▸ **PROMPT**: Check each line of the material. Copy those containing "failed".

▸ **INPUT FOR THIS TASK**:
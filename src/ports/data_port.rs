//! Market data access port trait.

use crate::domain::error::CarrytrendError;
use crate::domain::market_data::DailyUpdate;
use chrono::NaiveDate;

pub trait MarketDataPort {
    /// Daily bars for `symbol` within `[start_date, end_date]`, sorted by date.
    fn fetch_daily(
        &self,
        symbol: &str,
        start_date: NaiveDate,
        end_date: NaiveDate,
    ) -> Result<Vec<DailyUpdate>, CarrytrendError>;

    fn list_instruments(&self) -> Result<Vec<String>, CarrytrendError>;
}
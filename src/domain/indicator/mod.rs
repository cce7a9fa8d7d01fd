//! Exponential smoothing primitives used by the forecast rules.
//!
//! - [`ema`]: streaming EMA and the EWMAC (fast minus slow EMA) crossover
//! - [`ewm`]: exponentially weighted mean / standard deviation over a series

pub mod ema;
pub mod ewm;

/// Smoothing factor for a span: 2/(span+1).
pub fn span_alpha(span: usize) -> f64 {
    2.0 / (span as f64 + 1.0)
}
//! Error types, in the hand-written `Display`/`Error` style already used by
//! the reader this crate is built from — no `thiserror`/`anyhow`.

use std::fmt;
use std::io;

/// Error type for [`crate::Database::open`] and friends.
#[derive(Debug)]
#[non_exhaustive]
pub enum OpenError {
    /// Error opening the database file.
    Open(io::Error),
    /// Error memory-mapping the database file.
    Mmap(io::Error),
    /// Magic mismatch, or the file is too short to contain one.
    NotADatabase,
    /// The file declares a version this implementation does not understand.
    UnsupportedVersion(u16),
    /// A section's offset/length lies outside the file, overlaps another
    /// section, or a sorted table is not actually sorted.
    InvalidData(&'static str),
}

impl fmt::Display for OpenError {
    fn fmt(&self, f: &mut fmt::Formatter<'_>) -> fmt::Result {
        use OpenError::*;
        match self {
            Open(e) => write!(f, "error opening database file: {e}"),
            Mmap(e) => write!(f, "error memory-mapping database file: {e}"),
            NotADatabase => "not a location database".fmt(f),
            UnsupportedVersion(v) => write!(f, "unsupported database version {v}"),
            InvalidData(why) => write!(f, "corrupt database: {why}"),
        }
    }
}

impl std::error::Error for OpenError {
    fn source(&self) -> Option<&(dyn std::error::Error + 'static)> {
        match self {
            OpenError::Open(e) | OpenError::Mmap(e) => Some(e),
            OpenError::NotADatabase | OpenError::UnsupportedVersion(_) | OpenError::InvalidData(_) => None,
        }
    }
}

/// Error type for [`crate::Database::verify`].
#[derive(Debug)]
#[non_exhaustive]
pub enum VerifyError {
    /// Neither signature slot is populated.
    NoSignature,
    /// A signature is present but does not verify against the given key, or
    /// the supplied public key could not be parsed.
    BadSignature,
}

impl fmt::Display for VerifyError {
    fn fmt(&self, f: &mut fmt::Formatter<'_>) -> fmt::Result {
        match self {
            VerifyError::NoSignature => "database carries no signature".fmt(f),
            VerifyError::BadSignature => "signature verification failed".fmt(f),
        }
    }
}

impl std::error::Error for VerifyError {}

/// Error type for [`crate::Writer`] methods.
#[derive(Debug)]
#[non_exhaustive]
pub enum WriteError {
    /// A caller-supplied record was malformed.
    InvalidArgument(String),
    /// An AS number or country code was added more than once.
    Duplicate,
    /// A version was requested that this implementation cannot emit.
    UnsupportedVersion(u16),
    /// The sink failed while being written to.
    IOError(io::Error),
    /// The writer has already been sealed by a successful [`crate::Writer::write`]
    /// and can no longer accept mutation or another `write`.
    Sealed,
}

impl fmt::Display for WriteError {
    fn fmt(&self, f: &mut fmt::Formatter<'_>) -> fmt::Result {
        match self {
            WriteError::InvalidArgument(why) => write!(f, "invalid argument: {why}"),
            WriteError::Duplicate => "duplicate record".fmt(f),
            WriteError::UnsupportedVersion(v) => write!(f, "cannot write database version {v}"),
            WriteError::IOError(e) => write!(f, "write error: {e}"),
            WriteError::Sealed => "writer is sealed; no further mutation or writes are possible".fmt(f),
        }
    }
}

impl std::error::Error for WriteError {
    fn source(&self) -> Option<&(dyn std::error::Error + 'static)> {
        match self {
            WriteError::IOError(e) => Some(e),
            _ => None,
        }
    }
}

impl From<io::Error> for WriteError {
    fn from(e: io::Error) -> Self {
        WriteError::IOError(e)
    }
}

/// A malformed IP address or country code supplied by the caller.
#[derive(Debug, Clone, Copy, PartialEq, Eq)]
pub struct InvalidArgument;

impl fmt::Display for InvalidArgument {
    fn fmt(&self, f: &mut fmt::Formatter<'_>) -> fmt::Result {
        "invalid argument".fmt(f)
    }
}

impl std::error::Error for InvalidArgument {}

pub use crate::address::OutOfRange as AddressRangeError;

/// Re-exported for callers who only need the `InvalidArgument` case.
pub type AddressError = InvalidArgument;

* * *

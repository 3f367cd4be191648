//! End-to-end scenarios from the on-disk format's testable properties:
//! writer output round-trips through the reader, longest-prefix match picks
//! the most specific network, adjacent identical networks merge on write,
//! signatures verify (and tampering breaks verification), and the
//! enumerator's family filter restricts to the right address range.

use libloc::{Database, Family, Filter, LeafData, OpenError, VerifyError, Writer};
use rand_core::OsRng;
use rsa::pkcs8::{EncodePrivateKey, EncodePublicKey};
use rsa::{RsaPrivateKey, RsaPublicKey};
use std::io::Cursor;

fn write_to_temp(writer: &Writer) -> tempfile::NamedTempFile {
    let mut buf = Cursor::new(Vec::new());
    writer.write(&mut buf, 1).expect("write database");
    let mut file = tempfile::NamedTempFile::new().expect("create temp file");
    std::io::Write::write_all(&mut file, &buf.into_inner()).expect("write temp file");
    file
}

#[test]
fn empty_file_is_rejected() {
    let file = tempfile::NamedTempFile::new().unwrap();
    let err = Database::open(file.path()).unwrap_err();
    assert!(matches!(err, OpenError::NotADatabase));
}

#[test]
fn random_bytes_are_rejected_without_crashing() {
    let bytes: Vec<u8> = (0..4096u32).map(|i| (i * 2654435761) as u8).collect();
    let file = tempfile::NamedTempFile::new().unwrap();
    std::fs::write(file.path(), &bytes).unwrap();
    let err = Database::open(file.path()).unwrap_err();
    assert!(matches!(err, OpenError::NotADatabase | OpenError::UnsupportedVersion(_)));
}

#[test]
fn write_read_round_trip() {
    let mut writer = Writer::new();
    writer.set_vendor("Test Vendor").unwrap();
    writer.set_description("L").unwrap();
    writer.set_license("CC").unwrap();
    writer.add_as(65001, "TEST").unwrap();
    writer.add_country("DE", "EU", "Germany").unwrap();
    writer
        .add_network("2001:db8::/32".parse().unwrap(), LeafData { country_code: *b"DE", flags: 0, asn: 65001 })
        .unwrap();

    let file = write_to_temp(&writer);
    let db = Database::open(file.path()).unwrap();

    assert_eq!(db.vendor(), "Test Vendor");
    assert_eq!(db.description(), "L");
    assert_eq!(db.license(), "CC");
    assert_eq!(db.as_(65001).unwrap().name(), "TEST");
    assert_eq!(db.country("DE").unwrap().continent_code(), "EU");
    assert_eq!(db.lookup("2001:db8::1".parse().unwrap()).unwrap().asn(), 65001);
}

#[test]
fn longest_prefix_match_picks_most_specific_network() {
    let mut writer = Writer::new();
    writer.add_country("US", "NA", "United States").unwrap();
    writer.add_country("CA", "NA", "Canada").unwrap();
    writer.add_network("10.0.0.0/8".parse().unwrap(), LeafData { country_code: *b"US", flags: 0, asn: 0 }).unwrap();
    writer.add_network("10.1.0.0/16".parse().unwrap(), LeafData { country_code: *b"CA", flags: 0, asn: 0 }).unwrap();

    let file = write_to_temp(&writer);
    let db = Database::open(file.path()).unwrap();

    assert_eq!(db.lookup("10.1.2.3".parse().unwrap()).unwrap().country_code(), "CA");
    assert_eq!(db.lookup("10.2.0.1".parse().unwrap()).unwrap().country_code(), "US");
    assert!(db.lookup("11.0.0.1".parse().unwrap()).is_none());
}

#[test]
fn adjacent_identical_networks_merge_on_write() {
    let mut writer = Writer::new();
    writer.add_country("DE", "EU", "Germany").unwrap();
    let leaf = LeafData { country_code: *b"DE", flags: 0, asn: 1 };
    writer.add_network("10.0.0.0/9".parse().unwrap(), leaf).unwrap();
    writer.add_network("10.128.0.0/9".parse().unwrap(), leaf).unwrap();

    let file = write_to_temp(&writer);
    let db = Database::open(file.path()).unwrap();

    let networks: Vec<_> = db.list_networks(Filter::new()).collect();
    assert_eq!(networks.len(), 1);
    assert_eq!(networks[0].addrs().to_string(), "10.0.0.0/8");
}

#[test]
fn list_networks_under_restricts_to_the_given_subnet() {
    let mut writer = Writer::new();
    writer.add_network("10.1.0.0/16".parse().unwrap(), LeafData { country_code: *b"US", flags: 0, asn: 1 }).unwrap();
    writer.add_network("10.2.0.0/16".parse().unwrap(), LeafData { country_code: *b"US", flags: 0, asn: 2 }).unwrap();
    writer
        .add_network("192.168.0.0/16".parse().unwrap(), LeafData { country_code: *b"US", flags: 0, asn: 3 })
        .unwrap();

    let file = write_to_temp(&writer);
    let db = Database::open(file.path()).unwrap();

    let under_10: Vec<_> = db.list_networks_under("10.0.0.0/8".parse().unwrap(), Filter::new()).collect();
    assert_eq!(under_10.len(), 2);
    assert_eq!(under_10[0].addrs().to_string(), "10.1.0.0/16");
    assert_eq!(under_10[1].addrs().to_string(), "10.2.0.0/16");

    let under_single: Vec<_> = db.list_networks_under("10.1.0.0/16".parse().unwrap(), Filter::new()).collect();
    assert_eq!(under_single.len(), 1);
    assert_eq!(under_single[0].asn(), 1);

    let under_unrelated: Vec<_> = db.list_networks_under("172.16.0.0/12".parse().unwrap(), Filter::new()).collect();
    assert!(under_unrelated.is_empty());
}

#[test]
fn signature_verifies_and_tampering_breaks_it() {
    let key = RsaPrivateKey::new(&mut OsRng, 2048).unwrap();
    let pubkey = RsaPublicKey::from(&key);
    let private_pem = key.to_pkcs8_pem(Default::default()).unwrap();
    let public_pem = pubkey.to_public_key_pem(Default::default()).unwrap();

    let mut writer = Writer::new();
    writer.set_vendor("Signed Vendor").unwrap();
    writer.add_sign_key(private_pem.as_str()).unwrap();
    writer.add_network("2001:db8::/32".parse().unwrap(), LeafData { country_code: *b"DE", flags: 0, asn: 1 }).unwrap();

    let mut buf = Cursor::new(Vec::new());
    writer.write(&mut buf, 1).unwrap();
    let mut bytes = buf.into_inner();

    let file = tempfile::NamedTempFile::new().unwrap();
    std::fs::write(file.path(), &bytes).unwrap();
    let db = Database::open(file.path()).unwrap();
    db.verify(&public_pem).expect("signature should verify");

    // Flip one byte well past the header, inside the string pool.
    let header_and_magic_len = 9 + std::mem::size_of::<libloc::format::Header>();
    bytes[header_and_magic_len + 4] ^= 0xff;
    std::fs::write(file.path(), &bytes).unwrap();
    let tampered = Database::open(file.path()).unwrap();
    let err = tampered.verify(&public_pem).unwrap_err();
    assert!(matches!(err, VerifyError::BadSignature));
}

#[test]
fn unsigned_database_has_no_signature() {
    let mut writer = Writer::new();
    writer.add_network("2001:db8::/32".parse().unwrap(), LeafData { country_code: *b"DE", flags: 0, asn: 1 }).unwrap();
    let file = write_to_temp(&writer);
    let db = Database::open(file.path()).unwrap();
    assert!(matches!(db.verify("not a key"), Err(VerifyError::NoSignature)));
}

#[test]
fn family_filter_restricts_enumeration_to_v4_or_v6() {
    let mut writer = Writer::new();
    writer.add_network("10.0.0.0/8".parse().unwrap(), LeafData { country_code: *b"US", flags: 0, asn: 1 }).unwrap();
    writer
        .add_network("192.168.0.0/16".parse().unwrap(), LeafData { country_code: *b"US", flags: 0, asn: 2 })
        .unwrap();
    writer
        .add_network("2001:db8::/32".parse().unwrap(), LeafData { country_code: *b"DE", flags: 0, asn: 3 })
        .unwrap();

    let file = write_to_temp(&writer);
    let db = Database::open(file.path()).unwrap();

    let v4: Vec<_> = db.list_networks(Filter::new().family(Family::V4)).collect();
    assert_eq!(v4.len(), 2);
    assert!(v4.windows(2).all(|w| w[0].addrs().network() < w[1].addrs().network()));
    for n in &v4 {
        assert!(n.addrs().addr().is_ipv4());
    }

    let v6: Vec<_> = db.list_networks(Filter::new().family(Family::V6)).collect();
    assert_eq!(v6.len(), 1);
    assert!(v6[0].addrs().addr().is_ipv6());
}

---

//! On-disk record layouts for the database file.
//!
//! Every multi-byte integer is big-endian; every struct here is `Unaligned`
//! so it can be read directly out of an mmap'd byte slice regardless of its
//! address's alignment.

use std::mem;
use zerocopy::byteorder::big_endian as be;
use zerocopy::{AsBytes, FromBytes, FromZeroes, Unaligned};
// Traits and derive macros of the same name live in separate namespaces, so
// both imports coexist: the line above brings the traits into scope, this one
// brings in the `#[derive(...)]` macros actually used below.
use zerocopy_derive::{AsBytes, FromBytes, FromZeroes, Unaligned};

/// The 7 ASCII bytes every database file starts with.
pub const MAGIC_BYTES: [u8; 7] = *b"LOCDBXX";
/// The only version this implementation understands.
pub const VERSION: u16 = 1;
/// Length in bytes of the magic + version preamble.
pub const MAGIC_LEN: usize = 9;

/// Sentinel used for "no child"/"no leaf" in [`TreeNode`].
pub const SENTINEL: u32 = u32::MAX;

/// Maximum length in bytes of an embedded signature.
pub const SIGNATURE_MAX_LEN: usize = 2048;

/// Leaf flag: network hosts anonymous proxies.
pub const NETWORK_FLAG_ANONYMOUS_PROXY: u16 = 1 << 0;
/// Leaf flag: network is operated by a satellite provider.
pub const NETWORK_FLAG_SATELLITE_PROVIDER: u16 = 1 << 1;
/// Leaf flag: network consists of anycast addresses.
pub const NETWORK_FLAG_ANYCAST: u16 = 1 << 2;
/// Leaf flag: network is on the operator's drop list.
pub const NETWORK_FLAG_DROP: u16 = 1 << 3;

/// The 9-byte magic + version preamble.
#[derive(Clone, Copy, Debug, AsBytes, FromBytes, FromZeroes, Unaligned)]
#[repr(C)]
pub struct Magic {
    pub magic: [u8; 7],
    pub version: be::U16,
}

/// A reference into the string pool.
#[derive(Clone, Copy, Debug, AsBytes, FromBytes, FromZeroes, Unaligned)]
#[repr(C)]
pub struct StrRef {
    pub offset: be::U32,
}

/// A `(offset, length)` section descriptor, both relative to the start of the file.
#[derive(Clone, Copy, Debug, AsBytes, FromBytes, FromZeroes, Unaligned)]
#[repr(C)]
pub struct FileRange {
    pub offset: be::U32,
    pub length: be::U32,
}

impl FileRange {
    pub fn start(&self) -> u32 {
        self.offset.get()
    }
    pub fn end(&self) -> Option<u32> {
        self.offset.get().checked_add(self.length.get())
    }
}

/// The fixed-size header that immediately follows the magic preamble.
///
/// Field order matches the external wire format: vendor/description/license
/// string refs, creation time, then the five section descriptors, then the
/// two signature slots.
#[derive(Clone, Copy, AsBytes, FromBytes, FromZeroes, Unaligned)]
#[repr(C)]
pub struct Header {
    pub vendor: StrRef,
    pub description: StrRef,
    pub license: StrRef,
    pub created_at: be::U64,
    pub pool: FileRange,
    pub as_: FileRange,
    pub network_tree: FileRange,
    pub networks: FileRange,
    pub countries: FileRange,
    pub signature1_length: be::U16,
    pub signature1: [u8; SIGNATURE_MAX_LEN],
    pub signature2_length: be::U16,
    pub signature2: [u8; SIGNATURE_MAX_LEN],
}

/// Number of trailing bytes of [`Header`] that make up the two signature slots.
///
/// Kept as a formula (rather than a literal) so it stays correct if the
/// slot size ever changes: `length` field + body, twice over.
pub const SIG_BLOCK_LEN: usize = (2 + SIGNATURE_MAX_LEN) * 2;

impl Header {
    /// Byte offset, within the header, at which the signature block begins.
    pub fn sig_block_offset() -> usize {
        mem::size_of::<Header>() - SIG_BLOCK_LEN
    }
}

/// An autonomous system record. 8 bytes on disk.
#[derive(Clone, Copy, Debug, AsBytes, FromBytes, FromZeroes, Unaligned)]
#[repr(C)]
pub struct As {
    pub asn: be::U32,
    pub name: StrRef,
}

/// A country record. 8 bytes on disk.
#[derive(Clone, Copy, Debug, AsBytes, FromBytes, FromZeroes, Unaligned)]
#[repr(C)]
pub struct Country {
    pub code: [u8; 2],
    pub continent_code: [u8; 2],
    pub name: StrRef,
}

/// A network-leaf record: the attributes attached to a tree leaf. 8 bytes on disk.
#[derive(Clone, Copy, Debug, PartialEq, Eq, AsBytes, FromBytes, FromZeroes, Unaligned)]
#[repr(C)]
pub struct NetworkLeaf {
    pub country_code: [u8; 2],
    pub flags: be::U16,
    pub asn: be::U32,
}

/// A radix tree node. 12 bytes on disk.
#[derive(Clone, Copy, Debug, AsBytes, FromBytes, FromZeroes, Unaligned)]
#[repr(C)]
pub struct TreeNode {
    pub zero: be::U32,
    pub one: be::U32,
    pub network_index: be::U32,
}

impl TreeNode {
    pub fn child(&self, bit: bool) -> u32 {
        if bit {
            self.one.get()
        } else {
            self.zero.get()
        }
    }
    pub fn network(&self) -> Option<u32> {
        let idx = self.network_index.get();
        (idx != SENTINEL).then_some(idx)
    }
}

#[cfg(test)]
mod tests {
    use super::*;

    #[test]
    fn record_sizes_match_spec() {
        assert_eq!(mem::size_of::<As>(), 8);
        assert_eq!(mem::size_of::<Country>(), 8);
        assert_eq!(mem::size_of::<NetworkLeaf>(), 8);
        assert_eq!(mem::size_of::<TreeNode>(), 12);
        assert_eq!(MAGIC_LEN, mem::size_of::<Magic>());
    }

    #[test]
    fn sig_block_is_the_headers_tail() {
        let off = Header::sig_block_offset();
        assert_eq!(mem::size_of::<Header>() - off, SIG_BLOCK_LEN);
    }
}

▸ **REPLY TO THE EXERCISE**:
            VerifyError::BadSignature => "signature verification failed".fmt(f),
    /// The sink failed while being written to.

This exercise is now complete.